* [Task to carry out]:
Copy out exactly the lines below that run from the one holding "use thiserror::Error;" to the one holding "impl fmt::Display for", keeping both of those lines and no others.

* [Collected data]:
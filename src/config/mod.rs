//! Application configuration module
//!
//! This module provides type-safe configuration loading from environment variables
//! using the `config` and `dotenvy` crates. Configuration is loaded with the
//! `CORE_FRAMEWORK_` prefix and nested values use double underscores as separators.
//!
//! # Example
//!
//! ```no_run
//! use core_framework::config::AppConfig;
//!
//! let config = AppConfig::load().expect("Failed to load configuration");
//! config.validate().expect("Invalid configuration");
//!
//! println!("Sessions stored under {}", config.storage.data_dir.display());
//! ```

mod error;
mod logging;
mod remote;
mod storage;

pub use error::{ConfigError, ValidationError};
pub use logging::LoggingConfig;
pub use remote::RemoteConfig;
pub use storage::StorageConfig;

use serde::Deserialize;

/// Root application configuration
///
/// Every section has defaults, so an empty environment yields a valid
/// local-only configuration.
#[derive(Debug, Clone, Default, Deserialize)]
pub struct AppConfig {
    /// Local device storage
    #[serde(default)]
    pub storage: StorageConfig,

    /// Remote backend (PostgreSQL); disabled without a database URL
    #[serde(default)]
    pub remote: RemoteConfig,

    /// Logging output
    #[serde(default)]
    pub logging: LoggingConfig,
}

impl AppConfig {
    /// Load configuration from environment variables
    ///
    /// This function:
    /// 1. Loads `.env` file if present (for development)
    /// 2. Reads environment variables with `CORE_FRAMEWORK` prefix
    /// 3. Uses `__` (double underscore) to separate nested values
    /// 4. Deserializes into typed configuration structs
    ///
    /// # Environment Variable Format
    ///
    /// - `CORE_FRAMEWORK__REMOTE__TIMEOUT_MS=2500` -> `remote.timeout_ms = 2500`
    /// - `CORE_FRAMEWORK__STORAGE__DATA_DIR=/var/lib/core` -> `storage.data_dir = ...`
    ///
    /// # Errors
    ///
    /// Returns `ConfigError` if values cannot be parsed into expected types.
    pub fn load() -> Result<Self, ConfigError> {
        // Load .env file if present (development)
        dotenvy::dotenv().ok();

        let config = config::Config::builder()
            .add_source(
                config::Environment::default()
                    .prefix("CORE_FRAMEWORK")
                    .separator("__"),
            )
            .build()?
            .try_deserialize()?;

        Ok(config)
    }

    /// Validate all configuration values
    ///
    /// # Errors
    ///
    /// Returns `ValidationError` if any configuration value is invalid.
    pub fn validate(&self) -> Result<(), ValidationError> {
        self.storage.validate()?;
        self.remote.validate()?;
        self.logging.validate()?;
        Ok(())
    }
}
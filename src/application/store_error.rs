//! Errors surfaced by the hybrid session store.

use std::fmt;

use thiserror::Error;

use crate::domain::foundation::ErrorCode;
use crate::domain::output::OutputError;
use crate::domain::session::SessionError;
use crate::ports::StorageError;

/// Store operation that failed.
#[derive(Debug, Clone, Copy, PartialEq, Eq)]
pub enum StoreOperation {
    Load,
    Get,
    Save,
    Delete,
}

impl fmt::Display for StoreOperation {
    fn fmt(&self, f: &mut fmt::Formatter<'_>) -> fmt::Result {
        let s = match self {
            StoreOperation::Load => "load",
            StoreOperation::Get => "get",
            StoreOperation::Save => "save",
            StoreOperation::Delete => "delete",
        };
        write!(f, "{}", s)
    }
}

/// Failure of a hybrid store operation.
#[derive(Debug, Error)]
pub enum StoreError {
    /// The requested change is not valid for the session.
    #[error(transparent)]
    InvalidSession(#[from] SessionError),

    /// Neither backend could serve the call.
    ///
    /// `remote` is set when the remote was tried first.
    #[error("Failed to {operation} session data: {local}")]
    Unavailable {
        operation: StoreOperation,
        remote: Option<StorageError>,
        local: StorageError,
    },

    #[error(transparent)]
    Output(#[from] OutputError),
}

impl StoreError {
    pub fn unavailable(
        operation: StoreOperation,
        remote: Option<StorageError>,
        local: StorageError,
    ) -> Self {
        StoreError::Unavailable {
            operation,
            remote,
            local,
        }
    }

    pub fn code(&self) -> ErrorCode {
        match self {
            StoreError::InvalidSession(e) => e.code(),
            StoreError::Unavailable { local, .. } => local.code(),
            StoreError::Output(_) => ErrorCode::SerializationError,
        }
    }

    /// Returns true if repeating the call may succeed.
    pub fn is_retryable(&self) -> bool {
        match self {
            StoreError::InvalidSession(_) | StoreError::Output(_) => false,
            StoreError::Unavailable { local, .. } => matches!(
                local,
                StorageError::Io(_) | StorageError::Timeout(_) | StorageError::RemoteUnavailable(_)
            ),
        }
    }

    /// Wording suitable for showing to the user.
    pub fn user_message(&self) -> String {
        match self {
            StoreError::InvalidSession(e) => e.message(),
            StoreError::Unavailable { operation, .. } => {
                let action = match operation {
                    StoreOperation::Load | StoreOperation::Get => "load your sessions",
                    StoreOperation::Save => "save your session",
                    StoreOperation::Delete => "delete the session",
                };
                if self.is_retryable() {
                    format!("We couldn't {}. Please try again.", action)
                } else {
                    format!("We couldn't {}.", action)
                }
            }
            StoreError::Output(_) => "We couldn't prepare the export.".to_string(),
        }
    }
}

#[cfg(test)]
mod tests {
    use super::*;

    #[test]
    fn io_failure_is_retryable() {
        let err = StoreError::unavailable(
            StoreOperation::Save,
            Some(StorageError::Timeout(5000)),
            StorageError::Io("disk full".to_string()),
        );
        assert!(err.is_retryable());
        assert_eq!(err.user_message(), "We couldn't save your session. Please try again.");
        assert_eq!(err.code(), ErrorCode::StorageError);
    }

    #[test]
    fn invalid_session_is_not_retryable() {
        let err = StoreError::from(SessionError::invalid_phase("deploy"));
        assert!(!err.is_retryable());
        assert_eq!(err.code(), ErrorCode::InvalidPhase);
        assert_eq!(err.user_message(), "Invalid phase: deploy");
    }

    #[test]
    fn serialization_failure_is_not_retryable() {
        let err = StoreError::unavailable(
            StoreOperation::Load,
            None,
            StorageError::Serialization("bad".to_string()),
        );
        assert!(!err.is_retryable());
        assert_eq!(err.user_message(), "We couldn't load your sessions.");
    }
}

* [Reply]:
use thiserror::Error;

use crate::domain::foundation::ErrorCode;
use crate::domain::output::OutputError;
use crate::domain::session::SessionError;
use crate::ports::StorageError;

/// Store operation that failed.
#[derive(Debug, Clone, Copy, PartialEq, Eq)]
pub enum StoreOperation {
    Load,
    Get,
    Save,
    Delete,
}

impl fmt::Display for StoreOperation {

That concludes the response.